-- Opening Marker --

//! Loan lifecycle handlers
//!
//! Thin layer over the lending service: extract, call, wrap. The clock is
//! sampled here so the engine below stays pure in `now`.

use std::sync::Arc;

use axum::{
    extract::{Path, Query, State},
    Json,
};
use chrono::Utc;
use uuid::Uuid;

use crate::error::LendingError;
use crate::ledger::model::{ListLoansQuery, OpenLoanRequest, RepayRequest, RepaymentRecord, RepaymentPreview};
use crate::lending::{
    BorrowQuote, BorrowQuoteRequest, LiquidateRequest, LiquidationResult, LoanOpened, LoanSummary,
    PreviewRepaymentRequest, RepaymentResult,
};
use crate::models::{ApiResponse, PaginatedResponse};
use crate::state::AppLendingService;

pub async fn quote_max_borrow(
    State(service): State<Arc<AppLendingService>>,
    Json(request): Json<BorrowQuoteRequest>,
) -> Result<Json<ApiResponse<BorrowQuote>>, LendingError> {
    let quote = service.quote_max_borrow(&request).await?;

    Ok(Json(ApiResponse::ok(quote)))
}

pub async fn open_loan(
    State(service): State<Arc<AppLendingService>>,
    Json(request): Json<OpenLoanRequest>,
) -> Result<Json<ApiResponse<LoanOpened>>, LendingError> {
    let opened = service.open_loan(request, Utc::now()).await?;

    Ok(Json(ApiResponse::ok(opened)))
}

pub async fn list_loans(
    State(service): State<Arc<AppLendingService>>,
    Query(query): Query<ListLoansQuery>,
) -> Result<Json<ApiResponse<PaginatedResponse<LoanSummary>>>, LendingError> {
    let loans = service.list_loans(&query, Utc::now()).await?;

    Ok(Json(ApiResponse::ok(loans)))
}

pub async fn get_loan(
    State(service): State<Arc<AppLendingService>>,
    Path(id): Path<Uuid>,
) -> Result<Json<ApiResponse<LoanSummary>>, LendingError> {
    let summary = service.get_loan_summary(id, Utc::now()).await?;

    Ok(Json(ApiResponse::ok(summary)))
}

pub async fn preview_repayment(
    State(service): State<Arc<AppLendingService>>,
    Path(id): Path<Uuid>,
    Json(request): Json<PreviewRepaymentRequest>,
) -> Result<Json<ApiResponse<RepaymentPreview>>, LendingError> {
    let preview = service.preview_repayment(id, &request, Utc::now()).await?;

    Ok(Json(ApiResponse::ok(preview)))
}

pub async fn repay_loan(
    State(service): State<Arc<AppLendingService>>,
    Path(id): Path<Uuid>,
    Json(request): Json<RepayRequest>,
) -> Result<Json<ApiResponse<RepaymentResult>>, LendingError> {
    let result = service.repay(id, request, Utc::now()).await?;

    Ok(Json(ApiResponse::ok(result)))
}

pub async fn list_repayments(
    State(service): State<Arc<AppLendingService>>,
    Path(id): Path<Uuid>,
) -> Result<Json<ApiResponse<Vec<RepaymentRecord>>>, LendingError> {
    let records = service.repayment_history(id).await?;

    Ok(Json(ApiResponse::ok(records)))
}

pub async fn liquidate_loan(
    State(service): State<Arc<AppLendingService>>,
    Path(id): Path<Uuid>,
    Json(request): Json<LiquidateRequest>,
) -> Result<Json<ApiResponse<LiquidationResult>>, LendingError> {
    let result = service.liquidate(id, &request, Utc::now()).await?;

    Ok(Json(ApiResponse::ok(result)))
}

-- Closing Marker --

__TASK BRIEF__
Every entry shown above is to be written out exactly.

__RESULT FOR THIS TASK__
//! Loan lifecycle handlers
//!
//! Thin layer over the lending service: extract, call, wrap. The clock is
//! sampled here so the engine below stays pure in `now`.

use std::sync::Arc;

use axum::{
    extract::{Path, Query, State},
    Json,
};
use chrono::Utc;
use uuid::Uuid;

use crate::error::LendingError;
use crate::ledger::model::{ListLoansQuery, OpenLoanRequest, RepayRequest, RepaymentRecord, RepaymentPreview};
use crate::lending::{
    BorrowQuote, BorrowQuoteRequest, LiquidateRequest, LiquidationResult, LoanOpened, LoanSummary,
    PreviewRepaymentRequest, RepaymentResult,
};
use crate::models::{ApiResponse, PaginatedResponse};
use crate::state::AppLendingService;

pub async fn quote_max_borrow(
    State(service): State<Arc<AppLendingService>>,
    Json(request): Json<BorrowQuoteRequest>,
) -> Result<Json<ApiResponse<BorrowQuote>>, LendingError> {
    let quote = service.quote_max_borrow(&request).await?;

    Ok(Json(ApiResponse::ok(quote)))
}

pub async fn open_loan(
    State(service): State<Arc<AppLendingService>>,
    Json(request): Json<OpenLoanRequest>,
) -> Result<Json<ApiResponse<LoanOpened>>, LendingError> {
    let opened = service.open_loan(request, Utc::now()).await?;

    Ok(Json(ApiResponse::ok(opened)))
}

pub async fn list_loans(
    State(service): State<Arc<AppLendingService>>,
    Query(query): Query<ListLoansQuery>,
) -> Result<Json<ApiResponse<PaginatedResponse<LoanSummary>>>, LendingError> {
    let loans = service.list_loans(&query, Utc::now()).await?;

    Ok(Json(ApiResponse::ok(loans)))
}

pub async fn get_loan(
    State(service): State<Arc<AppLendingService>>,
    Path(id): Path<Uuid>,
) -> Result<Json<ApiResponse<LoanSummary>>, LendingError> {
    let summary = service.get_loan_summary(id, Utc::now()).await?;

    Ok(Json(ApiResponse::ok(summary)))
}

pub async fn preview_repayment(
    State(service): State<Arc<AppLendingService>>,
    Path(id): Path<Uuid>,
    Json(request): Json<PreviewRepaymentRequest>,
) -> Result<Json<ApiResponse<RepaymentPreview>>, LendingError> {
    let preview = service.preview_repayment(id, &request, Utc::now()).await?;

    Ok(Json(ApiResponse::ok(preview)))
}

pub async fn repay_loan(
    State(service): State<Arc<AppLendingService>>,
    Path(id): Path<Uuid>,
    Json(request): Json<RepayRequest>,
) -> Result<Json<ApiResponse<RepaymentResult>>, LendingError> {
    let result = service.repay(id, request, Utc::now()).await?;

    Ok(Json(ApiResponse::ok(result)))
}

pub async fn list_repayments(
    State(service): State<Arc<AppLendingService>>,
    Path(id): Path<Uuid>,
) -> Result<Json<ApiResponse<Vec<RepaymentRecord>>>, LendingError> {
    let records = service.repayment_history(id).await?;

    Ok(Json(ApiResponse::ok(records)))
}

pub async fn liquidate_loan(
    State(service): State<Arc<AppLendingService>>,
    Path(id): Path<Uuid>,
    Json(request): Json<LiquidateRequest>,
) -> Result<Json<ApiResponse<LiquidationResult>>, LendingError> {
    let result = service.liquidate(id, &request, Utc::now()).await?;

    Ok(Json(ApiResponse::ok(result)))
}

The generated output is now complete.